Look through the data below. Pick out the lines holding the string "impl".

── Excerpted data ──

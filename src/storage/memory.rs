use std::collections::HashMap;

use super::{Backend, StorageError, Transaction, TxOp, staged_exists};
use crate::store::entry::Entry;

/// Plain in-memory backend. No durability: restarting the server starts
/// from an empty keyspace.
#[derive(Debug, Default)]
pub struct MemoryBackend {
    map: HashMap<String, Entry>,
}

impl MemoryBackend {
    pub fn new() -> Self {
        MemoryBackend {
            map: HashMap::new(),
        }
    }
}

impl Backend for MemoryBackend {
    fn exists(&self, key: &str) -> Result<bool, StorageError> {
        Ok(self.map.contains_key(key))
    }

    fn get_by_key(&self, key: &str) -> Result<Option<Entry>, StorageError> {
        Ok(self.map.get(key).cloned())
    }

    fn init_transaction(&mut self) -> Result<Box<dyn Transaction + '_>, StorageError> {
        Ok(Box::new(MemoryTransaction {
            map: &mut self.map,
            ops: Vec::new(),
            finished: false,
        }))
    }
}

struct MemoryTransaction<'a> {
    map: &'a mut HashMap<String, Entry>,
    ops: Vec<TxOp>,
    finished: bool,
}

impl MemoryTransaction<'_> {
    fn ensure_open(&self) -> Result<(), StorageError> {
        if self.finished {
            return Err(StorageError::TransactionFinished);
        }
        Ok(())
    }
}

impl Transaction for MemoryTransaction<'_> {
    fn set_kv(&mut self, entry: &Entry) -> Result<(), StorageError> {
        self.ensure_open()?;
        self.ops.push(TxOp::Put(entry.clone()));
        Ok(())
    }

    fn delete_by_key(&mut self, key: &str) -> Result<usize, StorageError> {
        self.ensure_open()?;
        let existed =
            staged_exists(&self.ops, key).unwrap_or_else(|| self.map.contains_key(key));
        self.ops.push(TxOp::Delete(key.to_string()));
        Ok(usize::from(existed))
    }

    fn commit(&mut self) -> Result<(), StorageError> {
        self.ensure_open()?;
        self.finished = true;
        for op in self.ops.drain(..) {
            match op {
                TxOp::Put(entry) => {
                    self.map.insert(entry.key.clone(), entry);
                }
                TxOp::Delete(key) => {
                    self.map.remove(&key);
                }
            }
        }
        Ok(())
    }

    fn abort(&mut self) -> Result<(), StorageError> {
        self.finished = true;
        self.ops.clear();
        Ok(())
    }
}
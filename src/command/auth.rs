use crate::command::required_arg;
use crate::config::SharedConfig;
use crate::connection::ClientState;
use crate::error::{CommandError, CommandResult};
use crate::resp::RespValue;

/// AUTH password — validates against the configured secret and marks the
/// connection authenticated.
pub fn cmd_auth(
    args: &[RespValue],
    config: &SharedConfig,
    client: &mut ClientState,
) -> CommandResult {
    if args.len() != 1 {
        return Err(CommandError::WrongArgCount("auth"));
    }
    let password = required_arg(args, 0, "auth")?;

    config.validate_password(password)?;
    client.authenticated = true;
    Ok(RespValue::ok())
}
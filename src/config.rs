use std::path::Path;
use std::sync::Arc;

use crate::error::{CommandError, ConfigError};

/// Server configuration, resolved once at startup. A directive file
/// (`oxidis.conf` style, one `key value` per line, `#` comments) can be
/// loaded with `--config`; individual CLI flags override it.
#[derive(Debug, Clone)]
pub struct Config {
    pub bind: String,
    pub port: u16,
    /// When set, connections must AUTH before anything else.
    pub requirepass: Option<String>,
    pub storage: StorageKind,
    /// Directory for backend data files.
    pub dir: String,
}

/// Which persistence backend to mount behind the store.
#[derive(Debug, Clone, Copy, PartialEq, Eq, Default)]
pub enum StorageKind {
    #[default]
    Memory,
    Aof,
    Sled,
}

impl StorageKind {
    fn from_name(name: &str) -> Result<Self, ConfigError> {
        match name {
            "memory" => Ok(StorageKind::Memory),
            "aof" => Ok(StorageKind::Aof),
            "sled" => Ok(StorageKind::Sled),
            other => Err(ConfigError::UnknownBackend(other.to_string())),
        }
    }
}

impl Default for Config {
    fn default() -> Self {
        Config {
            bind: "127.0.0.1".to_string(),
            port: 6379,
            requirepass: None,
            storage: StorageKind::default(),
            dir: ".".to_string(),
        }
    }
}

impl Config {
    pub fn from_args(args: &[String]) -> Result<Self, ConfigError> {
        let mut config = Config::default();
        let mut i = 0;
        while i < args.len() {
            let flag = args[i].as_str();
            let value = args.get(i + 1);
            match (flag, value) {
                ("--config", Some(path)) => {
                    config.load_file(Path::new(path))?;
                    i += 1;
                }
                ("--bind", Some(v)) => {
                    config.bind = v.clone();
                    i += 1;
                }
                ("--port", Some(v)) => {
                    config.port = v
                        .parse()
                        .map_err(|_| ConfigError::InvalidDirective("port".to_string()))?;
                    i += 1;
                }
                ("--requirepass", Some(v)) => {
                    config.set_password(v)?;
                    i += 1;
                }
                ("--storage", Some(v)) => {
                    config.storage = StorageKind::from_name(v)?;
                    i += 1;
                }
                ("--dir", Some(v)) => {
                    config.dir = v.clone();
                    i += 1;
                }
                _ => {}
            }
            i += 1;
        }
        Ok(config)
    }

    pub fn load_file(&mut self, path: &Path) -> Result<(), ConfigError> {
        let raw = std::fs::read_to_string(path)?;
        for line in raw.lines() {
            let line = line.trim();
            if line.is_empty() || line.starts_with('#') {
                continue;
            }
            let (key, value) = match line.split_once(char::is_whitespace) {
                Some((key, value)) => (key, value.trim()),
                None => continue,
            };
            match key {
                "bind" => self.bind = value.to_string(),
                "port" => {
                    self.port = value
                        .parse()
                        .map_err(|_| ConfigError::InvalidDirective("port".to_string()))?;
                }
                "requirepass" => self.set_password(value)?,
                "storage" => self.storage = StorageKind::from_name(value)?,
                "dir" => self.dir = value.to_string(),
                _ => continue,
            }
        }
        Ok(())
    }

    /// Passwords must be 16-128 chars drawn from `[a-zA-Z0-9!&#$^<>-]`.
    fn set_password(&mut self, raw: &str) -> Result<(), ConfigError> {
        let valid_char =
            |c: char| c.is_ascii_alphanumeric() || "!&#$^<>-".contains(c);
        if !(16..=128).contains(&raw.len()) || !raw.chars().all(valid_char) {
            return Err(ConfigError::InvalidPassword);
        }
        self.requirepass = Some(raw.to_string());
        Ok(())
    }

    pub fn requires_auth(&self) -> bool {
        self.requirepass.is_some()
    }

    pub fn validate_password(&self, input: &str) -> Result<(), CommandError> {
        match &self.requirepass {
            None => Err(CommandError::NoPasswordSet),
            Some(expected) if expected == input => Ok(()),
            Some(_) => Err(CommandError::WrongPassword),
        }
    }
}

pub type SharedConfig = Arc<Config>;

#[cfg(test)]
mod tests {
    use super::*;
    use std::io::Write;

    fn args(parts: &[&str]) -> Vec<String> {
        parts.iter().map(|s| s.to_string()).collect()
    }

    #[test]
    fn defaults() {
        let config = Config::default();
        assert_eq!(config.port, 6379);
        assert_eq!(config.storage, StorageKind::Memory);
        assert!(!config.requires_auth());
    }

    #[test]
    fn cli_flags_override_defaults() {
        let config = Config::from_args(&args(&[
            "--port", "7000", "--bind", "0.0.0.0", "--storage", "aof", "--dir", "/tmp/ox",
        ]))
        .unwrap();
        assert_eq!(config.port, 7000);
        assert_eq!(config.bind, "0.0.0.0");
        assert_eq!(config.storage, StorageKind::Aof);
        assert_eq!(config.dir, "/tmp/ox");
    }

    #[test]
    fn unknown_backend_is_rejected() {
        assert!(matches!(
            Config::from_args(&args(&["--storage", "postgres"])),
            Err(ConfigError::UnknownBackend(_))
        ));
    }

    #[test]
    fn config_file_directives() {
        let mut file = tempfile::NamedTempFile::new().unwrap();
        writeln!(file, "# oxidis test config").unwrap();
        writeln!(file, "port 7001").unwrap();
        writeln!(file).unwrap();
        writeln!(file, "storage sled").unwrap();
        writeln!(file, "requirepass sixteen-chars-ok!").unwrap();
        writeln!(file, "unknown-directive whatever").unwrap();

        let mut config = Config::default();
        config.load_file(file.path()).unwrap();
        assert_eq!(config.port, 7001);
        assert_eq!(config.storage, StorageKind::Sled);
        assert_eq!(config.requirepass.as_deref(), Some("sixteen-chars-ok!"));
    }

    #[test]
    fn cli_flags_override_config_file() {
        let mut file = tempfile::NamedTempFile::new().unwrap();
        writeln!(file, "port 7001").unwrap();

        let path = file.path().to_str().unwrap().to_string();
        let config =
            Config::from_args(&args(&["--config", &path, "--port", "7002"])).unwrap();
        assert_eq!(config.port, 7002);
    }

    #[test]
    fn short_password_is_rejected() {
        assert!(matches!(
            Config::from_args(&args(&["--requirepass", "short"])),
            Err(ConfigError::InvalidPassword)
        ));
    }

    #[test]
    fn password_with_bad_characters_is_rejected() {
        assert!(matches!(
            Config::from_args(&args(&["--requirepass", "sixteen chars with spaces"])),
            Err(ConfigError::InvalidPassword)
        ));
    }

    #[test]
    fn validate_password_paths() {
        let mut config = Config::default();
        assert!(matches!(
            config.validate_password("x"),
            Err(CommandError::NoPasswordSet)
        ));

        config.set_password("sixteen-chars-ok!").unwrap();
        assert!(config.validate_password("sixteen-chars-ok!").is_ok());
        assert!(matches!(
            config.validate_password("nope"),
            Err(CommandError::WrongPassword)
        ));
    }
}
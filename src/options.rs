use crate::error::CommandError;
use crate::resp::RespValue;
use crate::store::entry::now_millis;

/// Parsed trailing modifiers of a write/expire/copy command. Only the groups
/// a command's parse entry point looks at are ever populated; everything is
/// resolved before any store mutation happens.
#[derive(Debug, Default, Clone, PartialEq)]
pub struct WriteOptions {
    pub nx: bool,
    pub xx: bool,
    pub keepttl: bool,
    pub get: bool,
    pub lt: bool,
    pub gt: bool,
    pub replace: bool,
    /// Absolute expiry in ms since the UNIX epoch, normalized at parse time.
    pub expiry: Option<u64>,
}

const TTL_OPTIONS: [&str; 5] = ["KEEPTTL", "EX", "PX", "EXAT", "PXAT"];

/// SET: {NX | XX}, {KEEPTTL | EX s | PX ms | EXAT s | PXAT ms}, GET.
pub fn parse_set_options(
    cmd: &'static str,
    args: &[RespValue],
) -> Result<WriteOptions, CommandError> {
    let mut opts = WriteOptions::default();
    apply_condition_group(cmd, args, &mut opts)?;
    apply_ttl_group(cmd, args, &mut opts)?;
    opts.get = has_flag(args, "GET");
    Ok(opts)
}

/// EXPIRE family: {NX | XX}, {LT | GT}; NX conflicts with LT and GT.
pub fn parse_expire_options(
    cmd: &'static str,
    args: &[RespValue],
) -> Result<WriteOptions, CommandError> {
    let mut opts = WriteOptions::default();
    apply_condition_group(cmd, args, &mut opts)?;
    apply_bound_group(cmd, args, &mut opts)?;
    if opts.nx && (opts.lt || opts.gt) {
        return Err(CommandError::InvalidOptions(cmd));
    }
    Ok(opts)
}

/// COPY: REPLACE anywhere in the tail.
pub fn parse_copy_options(args: &[RespValue]) -> WriteOptions {
    WriteOptions {
        replace: has_flag(args, "REPLACE"),
        ..WriteOptions::default()
    }
}

fn token(arg: &RespValue) -> Option<String> {
    arg.as_bulk().map(str::to_uppercase)
}

fn has_flag(args: &[RespValue], flag: &str) -> bool {
    args.iter().any(|arg| token(arg).as_deref() == Some(flag))
}

fn apply_condition_group(
    cmd: &'static str,
    args: &[RespValue],
    opts: &mut WriteOptions,
) -> Result<(), CommandError> {
    let found: Vec<String> = args
        .iter()
        .filter_map(token)
        .filter(|t| t == "NX" || t == "XX")
        .collect();

    match found.as_slice() {
        [] => Ok(()),
        [one] => {
            if one == "NX" {
                opts.nx = true;
            } else {
                opts.xx = true;
            }
            Ok(())
        }
        _ => Err(CommandError::InvalidOptions(cmd)),
    }
}

fn apply_bound_group(
    cmd: &'static str,
    args: &[RespValue],
    opts: &mut WriteOptions,
) -> Result<(), CommandError> {
    let found: Vec<String> = args
        .iter()
        .filter_map(token)
        .filter(|t| t == "LT" || t == "GT")
        .collect();

    match found.as_slice() {
        [] => Ok(()),
        [one] => {
            if one == "LT" {
                opts.lt = true;
            } else {
                opts.gt = true;
            }
            Ok(())
        }
        _ => Err(CommandError::InvalidOptions(cmd)),
    }
}

fn apply_ttl_group(
    cmd: &'static str,
    args: &[RespValue],
    opts: &mut WriteOptions,
) -> Result<(), CommandError> {
    let positions: Vec<(usize, String)> = args
        .iter()
        .enumerate()
        .filter_map(|(i, arg)| token(arg).map(|t| (i, t)))
        .filter(|(_, t)| TTL_OPTIONS.contains(&t.as_str()))
        .collect();

    let (idx, which) = match positions.as_slice() {
        [] => return Ok(()),
        [one] => one.clone(),
        _ => return Err(CommandError::InvalidOptions(cmd)),
    };

    if which == "KEEPTTL" {
        opts.keepttl = true;
        return Ok(());
    }

    let n: i64 = args
        .get(idx + 1)
        .and_then(RespValue::as_bulk)
        .and_then(|raw| raw.parse().ok())
        .ok_or(CommandError::InvalidOptions(cmd))?;

    let now = now_millis() as i64;
    let at_ms = match which.as_str() {
        "EX" => n
            .checked_mul(1000)
            .and_then(|ms| ms.checked_add(now)),
        "PX" => n.checked_add(now),
        "EXAT" => n.checked_mul(1000),
        "PXAT" => Some(n),
        _ => unreachable!("filtered above"),
    }
    .ok_or(CommandError::InvalidOptions(cmd))?;

    // Past timestamps are legal; they just produce an already-elapsed TTL.
    opts.expiry = Some(at_ms.max(0) as u64);
    Ok(())
}
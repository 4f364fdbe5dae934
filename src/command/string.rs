use crate::command::required_arg;
use crate::error::{CommandError, CommandResult};
use crate::options::parse_set_options;
use crate::resp::RespValue;
use crate::store::SharedStore;
use crate::store::entry::{Entry, Value};

/// SET key value [NX|XX] [EX s|PX ms|EXAT s|PXAT ms|KEEPTTL] [GET]
///
/// NX refuses an existing key, XX a missing one; a refused write replies
/// Null. KEEPTTL carries the prior expiry forward; with no TTL option the
/// expiry is cleared. GET replies with the prior string value instead of OK;
/// its type check runs before the write so a rejected call mutates nothing.
pub async fn cmd_set(args: &[RespValue], store: &SharedStore) -> CommandResult {
    if args.len() < 2 {
        return Err(CommandError::WrongArgCount("set"));
    }
    let key = required_arg(args, 0, "set")?;
    let value = required_arg(args, 1, "set")?;
    let opts = parse_set_options("set", &args[2..])?;

    let mut store = store.write().await;
    let prior = store.get(key)?;

    if (opts.nx && prior.is_some()) || (opts.xx && prior.is_none()) {
        return Ok(RespValue::Null);
    }

    if opts.get {
        if let Some(prior) = &prior {
            if !matches!(prior.value, Value::Str(_)) {
                return Err(CommandError::WrongType("string"));
            }
        }
    }

    let expires_at = if opts.keepttl {
        prior.as_ref().and_then(|p| p.expires_at)
    } else {
        opts.expiry
    };

    let entry = Entry {
        key: key.to_string(),
        value: Value::Str(value.to_string()),
        expires_at,
    };

    let mut tx = store.begin()?;
    tx.set_kv(&entry)?;
    tx.commit()?;

    if opts.get {
        return Ok(match prior {
            Some(Entry {
                value: Value::Str(old),
                ..
            }) => RespValue::bulk(old),
            _ => RespValue::Null,
        });
    }
    Ok(RespValue::ok())
}

/// GET key — the string value, Null when absent or expired, a type error
/// otherwise.
pub async fn cmd_get(args: &[RespValue], store: &SharedStore) -> CommandResult {
    if args.len() != 1 {
        return Err(CommandError::WrongArgCount("get"));
    }
    let key = required_arg(args, 0, "get")?;

    let mut store = store.write().await;
    match store.get(key)? {
        None => Ok(RespValue::Null),
        Some(entry) => match entry.value {
            Value::Str(s) => Ok(RespValue::bulk(s)),
            _ => Err(CommandError::WrongType("string")),
        },
    }
}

───

* **Exercise output**:
impl MemoryBackend {
impl Backend for MemoryBackend {
impl MemoryTransaction<'_> {
impl Transaction for MemoryTransaction<'_> {
impl StorageKind {
impl Default for Config {
impl Config {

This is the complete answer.